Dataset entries
::::
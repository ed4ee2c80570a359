use crate::actuator::{initialise_outputs, ActuatorOutput, SimulatedActuator};
use crate::camera::{build_frame_source, FrameSource};
use crate::classifier::ClassifierBackend;
use crate::config::Config;
use crate::control_loop::{ControlError, ControlLoop, LoopReport};
use crate::manual::ManualOverride;
use crate::ort_classifier::OrtClassifier;

use anyhow::{anyhow, Context};
use std::sync::Arc;
use tokio::{signal, sync::broadcast, task::JoinHandle};

/// A running control loop.
pub struct RoverHandle {
    manual: ManualOverride,
    shutdown_tx: broadcast::Sender<()>,
    actuator: Arc<dyn ActuatorOutput>,
    task: JoinHandle<Result<LoopReport, ControlError>>,
}

impl RoverHandle {
    pub fn manual_override(&self) -> ManualOverride {
        self.manual.clone()
    }

    /// Asks the loop to terminate. The loop idles every output on its way out.
    pub fn shutdown(&self) {
        let _ = self.shutdown_tx.send(());
    }

    pub async fn wait(self) -> anyhow::Result<LoopReport> {
        match self.task.await {
            Ok(result) => result.context("control loop terminated with an error"),
            Err(e) => {
                // The loop never reached its own cleanup.
                if let Err(release) = self.actuator.release() {
                    tracing::error!("Failed to release outputs: {}", release);
                }
                Err(anyhow!("control loop task failed: {}", e))
            }
        }
    }
}

pub fn spawn_rover(
    config: Config,
    source: Box<dyn FrameSource>,
    classifier: Arc<dyn ClassifierBackend>,
    actuator: Arc<dyn ActuatorOutput>,
) -> RoverHandle {
    let (shutdown_tx, shutdown_rx) = broadcast::channel(1);
    let control = ControlLoop::new(config, source, classifier, Arc::clone(&actuator));
    let manual = control.manual_override();
    let task = tokio::spawn(control.run(shutdown_rx));

    RoverHandle {
        manual,
        shutdown_tx,
        actuator,
        task,
    }
}

pub async fn start_app(config: Config) -> anyhow::Result<LoopReport> {
    let classifier = match OrtClassifier::new(&config.classifier) {
        Ok(classifier) => Arc::new(classifier),
        Err(e) => {
            tracing::error!("Failed to initialize classifier: {:?}", e);
            return Err(e).context("failed to load classifier model");
        }
    };

    let source = match build_frame_source(&config.camera) {
        Ok(source) => source,
        Err(e) => {
            tracing::error!("Failed to initialize frame source: {:?}", e);
            return Err(e).context("failed to open frame source");
        }
    };

    let actuator = Arc::new(SimulatedActuator::new(&config));
    if let Err(e) = initialise_outputs(actuator.as_ref(), &config) {
        let _ = actuator.release();
        return Err(e).context("failed to initialise actuator outputs");
    }

    let rover = spawn_rover(config, source, classifier, actuator);
    let shutdown_tx = rover.shutdown_tx.clone();
    let finished = rover.wait();
    tokio::pin!(finished);

    tokio::select! {
        result = &mut finished => return result,
        signal = shutdown_signal() => {
            if let Err(e) = signal {
                tracing::error!("Signal handling failed, stopping anyway: {:?}", e);
            }
            tracing::info!("Shutdown signal received, stopping rover.");
        }
    }

    let _ = shutdown_tx.send(());
    finished.await
}

async fn shutdown_signal() -> anyhow::Result<()> {
    let mut terminate = signal::unix::signal(signal::unix::SignalKind::terminate())
        .context("failed to install SIGTERM handler")?;

    tokio::select! {
        ctrl_c = signal::ctrl_c() => ctrl_c.context("failed to listen for Ctrl+C")?,
        _ = terminate.recv() => {},
    }
    Ok(())
}
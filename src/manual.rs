use crate::frame::Frame;
use crate::motion::MoveDirection;
use std::path::{Path, PathBuf};
use thiserror::Error;
use tokio::sync::{mpsc, oneshot};

#[derive(Error, Debug, Clone, PartialEq)]
pub enum ManualError {
    #[error("Control loop is not running")]
    LoopUnavailable,
    #[error("Move failed: {0}")]
    MoveFailed(String),
    #[error("Capture failed: {0}")]
    CaptureFailed(String),
}

/// Commands executed by the control loop between iterations.
#[derive(Debug)]
pub enum ManualCommand {
    Move {
        direction: MoveDirection,
        reply: oneshot::Sender<Result<(), ManualError>>,
    },
    Capture {
        reply: oneshot::Sender<Result<PathBuf, ManualError>>,
    },
}

/// Entry points for an operator surface. Every request is executed by the
/// control loop itself, on the same motion controller and frame source the
/// autonomous loop uses.
#[derive(Clone, Debug)]
pub struct ManualOverride {
    commands: mpsc::Sender<ManualCommand>,
}

impl ManualOverride {
    pub(crate) fn new(commands: mpsc::Sender<ManualCommand>) -> Self {
        Self { commands }
    }

    pub async fn request_move(&self, direction: MoveDirection) -> Result<(), ManualError> {
        let (reply, response) = oneshot::channel();
        self.commands
            .send(ManualCommand::Move { direction, reply })
            .await
            .map_err(|_| ManualError::LoopUnavailable)?;
        response.await.map_err(|_| ManualError::LoopUnavailable)?
    }

    /// Grabs one frame and stores it under the capture directory.
    pub async fn request_capture(&self) -> Result<PathBuf, ManualError> {
        let (reply, response) = oneshot::channel();
        self.commands
            .send(ManualCommand::Capture { reply })
            .await
            .map_err(|_| ManualError::LoopUnavailable)?;
        response.await.map_err(|_| ManualError::LoopUnavailable)?
    }
}

/// Writes `frame` as `capture_<timestamp>_<sequence>.jpg` into `directory`.
pub async fn save_capture(directory: &Path, frame: Frame) -> Result<PathBuf, ManualError> {
    let path = directory.join(format!(
        "capture_{}_{}.jpg",
        frame.timestamp_ms(),
        frame.sequence()
    ));
    let directory = directory.to_path_buf();
    let target = path.clone();

    tokio::task::spawn_blocking(move || -> Result<(), String> {
        std::fs::create_dir_all(&directory).map_err(|e| e.to_string())?;
        frame
            .image()
            .to_rgb8()
            .save(&target)
            .map_err(|e| e.to_string())
    })
    .await
    .map_err(|e| ManualError::CaptureFailed(e.to_string()))?
    .map_err(ManualError::CaptureFailed)?;

    tracing::info!(path = ?path, "Image captured");
    Ok(path)
}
::::
▶ **The problem**: Identify the lines in the records above that contain the word "match", then state how many there are and nothing more.

▶ **Result for this task**: 3